The induction of antigen-specific T cell responses has posed unique problems for designing efficacious vaccines for Mycobacterium tuberculosis. The importance of both CD4+ and CD8+ T cells to survival after M. tuberculosis infection has been demonstrated in both the mouse and non-human primate model of tuberculosis [101,102,103,104]. However, vaccine-induced T cells have not been so easily linked to increased protection. For example, after BCG vaccination, IFN-γ-producing T cells specific to mycobacterial antigen do not always correlate to a reduction in mycobacterial burden [105]. Recent evidence suggests that T cells specific for tuberculosis antigens face contradictory complications when attempting to clear infection; specifically, with two common vaccine target antigens Ag85B and ESAT-6. Ag85B is a protein that is not heavily expressed during active disease, whereas ESAT-6 is highly expressed during that time. T cells corresponding to these antigens can be found in the lungs of vaccinated mice.
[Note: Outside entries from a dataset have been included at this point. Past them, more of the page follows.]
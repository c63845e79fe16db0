//! `petaldoc-extract`.
//!
//! Pattern-based recovery of documentation metadata from two kinds of
//! source files: control definitions (one public type per file, with
//! `///` summaries, registered properties and enums) and gallery markup
//! (titled sections of labelled example elements).
//!
//! Extraction never fails on malformed input. A file that yields nothing
//! is a parse miss; a file that cannot be read is a read failure. Both are
//! logged and counted in the returned [`Extraction`].
//!
//! # Example
//!
//! ```
//! use petaldoc_extract::{DefinitionExtractor, ExtractLimits};
//!
//! let src = r#"
//! /// <summary>A toggle.</summary>
//! public class DaisyToggle : ToggleButton
//! {
//!     public static readonly StyledProperty<bool> IsActiveProperty =
//!         AvaloniaProperty.Register<DaisyToggle, bool>(nameof(IsActive), true);
//! }
//! "#;
//!
//! let extractor = DefinitionExtractor::new("Daisy", ExtractLimits::default());
//! let def = extractor.parse(src, "DaisyToggle.cs").unwrap();
//! assert_eq!(def.properties[0].name, "IsActive");
//! assert_eq!(def.properties[0].default_value, "true");
//! ```

pub mod error;
mod definition;
mod example;
mod types;

use std::path::{Path, PathBuf};

pub use definition::DefinitionExtractor;
pub use error::ExtractError;
pub use example::{CANONICAL_NAMESPACE, DEFAULT_LABEL, ExampleExtractor};
use log::{debug, warn};
pub use types::{
  Definition,
  EnumGroup,
  ExampleSection,
  ExtractLimits,
  Property,
  SubExample,
};
use walkdir::WalkDir;

/// Items recovered from a directory walk, with the files that produced
/// nothing.
#[derive(Debug, Clone, PartialEq, Eq)]
pub struct Extraction<T> {
  /// Extracted items, ordered by source path.
  pub items:         Vec<T>,
  /// Files that were read but yielded nothing.
  pub parse_misses:  usize,
  /// Files that could not be read or decoded.
  pub read_failures: usize,
}

impl<T> Default for Extraction<T> {
  fn default() -> Self {
    Self {
      items:         Vec::new(),
      parse_misses:  0,
      read_failures: 0,
    }
  }
}

/// A definition together with the file it came from.
#[derive(Debug, Clone, PartialEq, Eq)]
pub struct SourcedDefinition {
  pub path:       PathBuf,
  pub definition: Definition,
}

/// Read a source file as UTF-8 text.
///
/// # Errors
///
/// Returns [`ExtractError::ReadFile`] if the file cannot be read or is not
/// valid UTF-8.
pub fn read_source(path: impl AsRef<Path>) -> Result<String, ExtractError> {
  let path = path.as_ref();
  std::fs::read_to_string(path).map_err(|source| {
    ExtractError::ReadFile {
      path: path.to_path_buf(),
      source,
    }
  })
}

/// Parse one gallery markup file.
///
/// # Errors
///
/// Returns [`ExtractError::ReadFile`] if the file cannot be read.
pub fn extract_examples_from_file(
  extractor: &ExampleExtractor,
  path: impl AsRef<Path>,
) -> Result<Vec<ExampleSection>, ExtractError> {
  Ok(extractor.parse(&read_source(path)?))
}

/// Extract one [`Definition`] per matching source file under `dir`.
///
/// Files are named `{type_prefix}*.cs`; names containing `Converter` are
/// skipped. The walk is recursive and sorted by file name.
///
/// # Errors
///
/// Returns [`ExtractError::Walk`] only when `dir` itself cannot be walked.
/// Individual file read errors are logged, counted and skipped.
pub fn extract_definitions_from_dir(
  extractor: &DefinitionExtractor,
  dir: impl AsRef<Path>,
) -> Result<Extraction<SourcedDefinition>, ExtractError> {
  let prefix = extractor.type_prefix();
  let files = collect_files(dir.as_ref(), true, |name| {
    name.starts_with(prefix)
      && name.ends_with(".cs")
      && !name.contains("Converter")
  })?;

  let mut out = Extraction::default();
  for path in files {
    let text = match read_source(&path) {
      Ok(text) => text,
      Err(e) => {
        warn!("Skipping definition file: {e}");
        out.read_failures += 1;
        continue;
      },
    };

    let file_name = path
      .file_name()
      .and_then(|n| n.to_str())
      .unwrap_or_default();
    match extractor.parse(&text, file_name) {
      Some(definition) => out.items.push(SourcedDefinition { path, definition }),
      None => {
        debug!("No matching type declaration in {}", path.display());
        out.parse_misses += 1;
      },
    }
  }

  Ok(out)
}

/// Extract example sections from every `*Examples.axaml` file directly in
/// `dir`, in file-name order.
///
/// # Errors
///
/// Returns [`ExtractError::Walk`] only when `dir` itself cannot be walked.
pub fn extract_examples_from_dir(
  extractor: &ExampleExtractor,
  dir: impl AsRef<Path>,
) -> Result<Extraction<ExampleSection>, ExtractError> {
  let files = collect_files(dir.as_ref(), false, |name| {
    name.ends_with("Examples.axaml")
  })?;

  let mut out = Extraction::default();
  for path in files {
    match extract_examples_from_file(extractor, &path) {
      Ok(sections) if sections.is_empty() => {
        debug!("No example sections in {}", path.display());
        out.parse_misses += 1;
      },
      Ok(sections) => out.items.extend(sections),
      Err(e) => {
        warn!("Skipping example file: {e}");
        out.read_failures += 1;
      },
    }
  }

  Ok(out)
}

/// Sorted list of files under `dir` whose name satisfies `wanted`.
fn collect_files(
  dir: &Path,
  recursive: bool,
  wanted: impl Fn(&str) -> bool,
) -> Result<Vec<PathBuf>, ExtractError> {
  let max_depth = if recursive { usize::MAX } else { 1 };
  let mut walker = WalkDir::new(dir)
    .follow_links(true)
    .max_depth(max_depth)
    .sort_by_file_name()
    .into_iter()
    .peekable();

  if matches!(walker.peek(), Some(Err(_)))
    && let Some(Err(source)) = walker.next()
  {
    return Err(ExtractError::Walk {
      path: dir.to_path_buf(),
      source,
    });
  }

  let mut files = Vec::new();
  for entry in walker {
    let entry = match entry {
      Ok(entry) => entry,
      Err(e) => {
        warn!("Skipping unreadable directory entry: {e}");
        continue;
      },
    };
    if !entry.file_type().is_file() {
      continue;
    }
    if entry.file_name().to_str().is_some_and(&wanted) {
      files.push(entry.into_path());
    }
  }

  Ok(files)
}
Unfortunately, T cells specific to both of these antigens show very limited protection to M. tuberculosis infection for very unique reasons, as Mycobacterium tuberculosis undergoes different cycles of growth during infection. During active disease, when the mycobacterium is actively replicating, AG85B is expressed in very low levels. Ag85B-specific T cells show a limited control of infection due to these low levels of antigen expression. Alternatively, ESAT-6 is a highly expressed protein during active infection. Specific T cells to ESAT-6 are prone to over activation and T cell exhaustion [66]. Proper antigen exposure due to replication cycles is an important component of immunotherapy design and timing of treatment. The application of new single-cell technologies to identify problematic T cell populations would greatly aid therapeutic intervention.

7. Discussion

Although the two diseases are immunologically similar, the research conducted in the fields of tuberculosis and cancer have separate focuses. Tuberculosis research has centered on prevention, while cancer research has mostly focused on immune-mediated clearance of an already established disease. Given the parallels between the immune responses to these diseases, the hopes of this review are to bridge the two fields, so that some of the vast literature of cancer research is usable in the tuberculosis field, and the niche immunology knowledge gained in tuberculosis research is available to the cancer field. As tuberculosis research has uncovered, there are many factors that can influence the efficacy of immunotherapies, including antigen availability during disease progression and the fact that PD-1 may not be an exhaustion-specific marker that is useful for efficient checkpoint inhibition. There is also the potential of BCG as a future biological response modifier affecting macrophage polarization. Future immunotherapies for cancer can consider this for the timing of treatment and potential combination therapies. The enormous volume of cancer work has revealed much for the field of tuberculosis; checkpoint inhibition through a combination of PD-1 and TIM3 may be required for the successful reversal of T cell exhaustion, and macrophage polarization immunotherapies have been successfully used to modulate the immune response. Given that macrophage polarization is thought to be responsible for BCG-induced protection, other means of modulating macrophage polarization merit consideration. If these diseases are to be cured, a strong collaboration between these two fields will be key in finding new angles and therapies.